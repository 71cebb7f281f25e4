// src/data/datetime.rs

//! Timestamp resolution for stats-log lines.
//!
//! A slapd stats log carries its timestamps in one of two mutually exclusive
//! shapes:
//!
//! - legacy syslog `%b %e %H:%M:%S`, e.g. `Jan  1 00:00:01`, with no year
//!   and no timezone offset
//! - ISO-8601 with an explicit per-line offset,
//!   e.g. `2023-06-05T08:30:00.123456+09:00`
//!
//! ISO-8601 lines resolve directly. Legacy lines need a year and a timezone
//! offset supplied from elsewhere; see [`TimestampResolver`].

use crate::common::Count;

use ::chrono::{
    DateTime,
    Datelike, // adds method `.year()` onto `DateTime`
    FixedOffset,
    LocalResult,
    NaiveDateTime,
    TimeZone,
};
use ::si_trace_print::{defn, defo, defx, defñ};

// ━━━━━━━━━━━━━━━━━━━━━━━━━━━━━━━━━━━━━━━━━━━━━━━━━━━━━━━━━━━━━━━━━━━━━━━━━━━━━━━━━━━━━━━━━━━━━━━━━

/// The chrono [`DateTime`] type used in _ss2jlib_.
///
/// [`DateTime`]: https://docs.rs/chrono/0.4.40/chrono/struct.DateTime.html
pub type DateTimeL = DateTime<FixedOffset>;
pub type DateTimeLOpt = Option<DateTimeL>;

/// A year. Stored signed to match chrono.
pub type Year = i32;

/// `strftime` pattern for a legacy timestamp with the inferred year
/// prepended.
const DTP_LEGACY_YEARED: &str = "%Y %b %e %H:%M:%S";

/// `strftime` pattern for an ISO-8601 timestamp with a numeric offset.
/// `%z` accepts both `+09:00` and `+0900`; `Z` is handled by the RFC 3339
/// parse attempted first.
const DTP_ISO: &str = "%Y-%m-%dT%H:%M:%S%.f%z";

/// A timestamp substring as captured from a stats-log line, before
/// resolution to an absolute instant.
#[derive(Clone, Debug, Eq, PartialEq)]
pub enum RawTimestamp {
    /// legacy syslog shape, no year, no offset, e.g. `Jan  1 00:00:01`
    Legacy(String),
    /// ISO-8601 with explicit offset
    Iso(String),
}

// ━━━━━━━━━━━━━━━━━━━━━━━━━━━━━━━━━━━━━━━━━━━━━━━━━━━━━━━━━━━━━━━━━━━━━━━━━━━━━━━━━━━━━━━━━━━━━━━━━
// parse functions
// ━━━━━━━━━━━━━━━━━━━━━━━━━━━━━━━━━━━━━━━━━━━━━━━━━━━━━━━━━━━━━━━━━━━━━━━━━━━━━━━━━━━━━━━━━━━━━━━━━

/// Parse an ISO-8601 timestamp with explicit offset to a [`DateTimeL`].
pub fn datetime_parse_iso(data: &str) -> DateTimeLOpt {
    // RFC 3339 first; it accepts the `Z` suffix which `%z` does not
    if let Ok(dt) = DateTime::parse_from_rfc3339(data) {
        defñ!("parse_from_rfc3339({:?}) Ok", data);
        return Some(dt);
    }
    match DateTime::parse_from_str(data, DTP_ISO) {
        Ok(dt) => {
            defñ!("parse_from_str({:?}, {:?}) Ok", data, DTP_ISO);
            Some(dt)
        }
        Err(_err) => {
            defñ!("parse_from_str({:?}, {:?}) Err {}", data, DTP_ISO, _err);
            None
        }
    }
}

/// Parse a legacy year-less timestamp to a [`DateTimeL`] using the passed
/// `year` and fallback timezone offset `tz_offset`.
pub fn datetime_parse_legacy(
    data: &str,
    year: Year,
    tz_offset: &FixedOffset,
) -> DateTimeLOpt {
    let data_yeared: String = format!("{} {}", year, data);
    let ndt: NaiveDateTime = match NaiveDateTime::parse_from_str(&data_yeared, DTP_LEGACY_YEARED) {
        Ok(ndt) => ndt,
        Err(_err) => {
            defñ!("parse_from_str({:?}, {:?}) Err {}", data_yeared, DTP_LEGACY_YEARED, _err);
            return None;
        }
    };
    match tz_offset.from_local_datetime(&ndt) {
        LocalResult::Single(dt) => Some(dt),
        LocalResult::Ambiguous(dt, _) => Some(dt),
        LocalResult::None => None,
    }
}

// ━━━━━━━━━━━━━━━━━━━━━━━━━━━━━━━━━━━━━━━━━━━━━━━━━━━━━━━━━━━━━━━━━━━━━━━━━━━━━━━━━━━━━━━━━━━━━━━━━
// TimestampResolver
// ━━━━━━━━━━━━━━━━━━━━━━━━━━━━━━━━━━━━━━━━━━━━━━━━━━━━━━━━━━━━━━━━━━━━━━━━━━━━━━━━━━━━━━━━━━━━━━━━━

/// Resolves [`RawTimestamp`]s to absolute [`DateTimeL`] instants.
///
/// For legacy year-less timestamps the year is inferred _once_, from the
/// first legacy timestamp seen in the stream: take the wall-clock year of
/// `now`; if the candidate instant would lie strictly in the future relative
/// to `now` (a log processed shortly after a year boundary), use the prior
/// year instead. The inferred year is then fixed for the remainder of the
/// run.
///
/// A log that itself spans a year boundary is a known limitation; the
/// inferred year is *not* recomputed from later timestamps.
pub struct TimestampResolver {
    /// fallback timezone offset for legacy timestamps (CLI `--tz-offset`)
    tz_offset: FixedOffset,
    /// "now"; pinned at construction so tests can fix it
    now: DateTimeL,
    /// the once-inferred year for legacy timestamps
    year: Option<Year>,
    /// count of timestamps that failed to resolve
    pub count_unresolved: Count,
}

impl TimestampResolver {
    pub fn new(
        tz_offset: FixedOffset,
        now: DateTimeL,
    ) -> TimestampResolver {
        defñ!("TimestampResolver::new({:?}, {:?})", tz_offset, now);
        TimestampResolver {
            tz_offset,
            now,
            year: None,
            count_unresolved: 0,
        }
    }

    /// The inferred year, if a legacy timestamp has been seen.
    pub const fn year(&self) -> Option<Year> {
        self.year
    }

    /// Resolve one raw timestamp to an absolute instant.
    ///
    /// Returns `None` for a timestamp that does not parse; the caller treats
    /// that as a malformed-payload diagnostic, never a fatal error.
    pub fn resolve(
        &mut self,
        ts: &RawTimestamp,
    ) -> DateTimeLOpt {
        let dt: DateTimeLOpt = match ts {
            RawTimestamp::Iso(data) => datetime_parse_iso(data),
            RawTimestamp::Legacy(data) => {
                let year: Year = match self.year {
                    Some(year) => year,
                    None => {
                        let year: Year = self.infer_year(data);
                        self.year = Some(year);
                        year
                    }
                };
                datetime_parse_legacy(data, year, &self.tz_offset)
            }
        };
        if dt.is_none() {
            self.count_unresolved += 1;
        }
        dt
    }

    /// One-time year inference from the first legacy timestamp in the
    /// stream.
    fn infer_year(
        &self,
        data: &str,
    ) -> Year {
        defn!("({:?})", data);
        let mut year: Year = self.now.year();
        match datetime_parse_legacy(data, year, &self.tz_offset) {
            Some(dt) => {
                if dt > self.now {
                    // the candidate lies in the future; the log must be from
                    // the prior year (e.g. a December log read in January)
                    defo!("candidate {:?} > now {:?}", dt, self.now);
                    year -= 1;
                }
            }
            None => {}
        }
        defx!("return {}", year);
        year
    }
}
##########
TASK TO COMPLETE: Scan the records above for the string "lines", then report every line that contains it.

OUTPUT FOR THIS TASK:
//! Timestamp resolution for stats-log lines.
//! ISO-8601 lines resolve directly. Legacy lines need a year and a timezone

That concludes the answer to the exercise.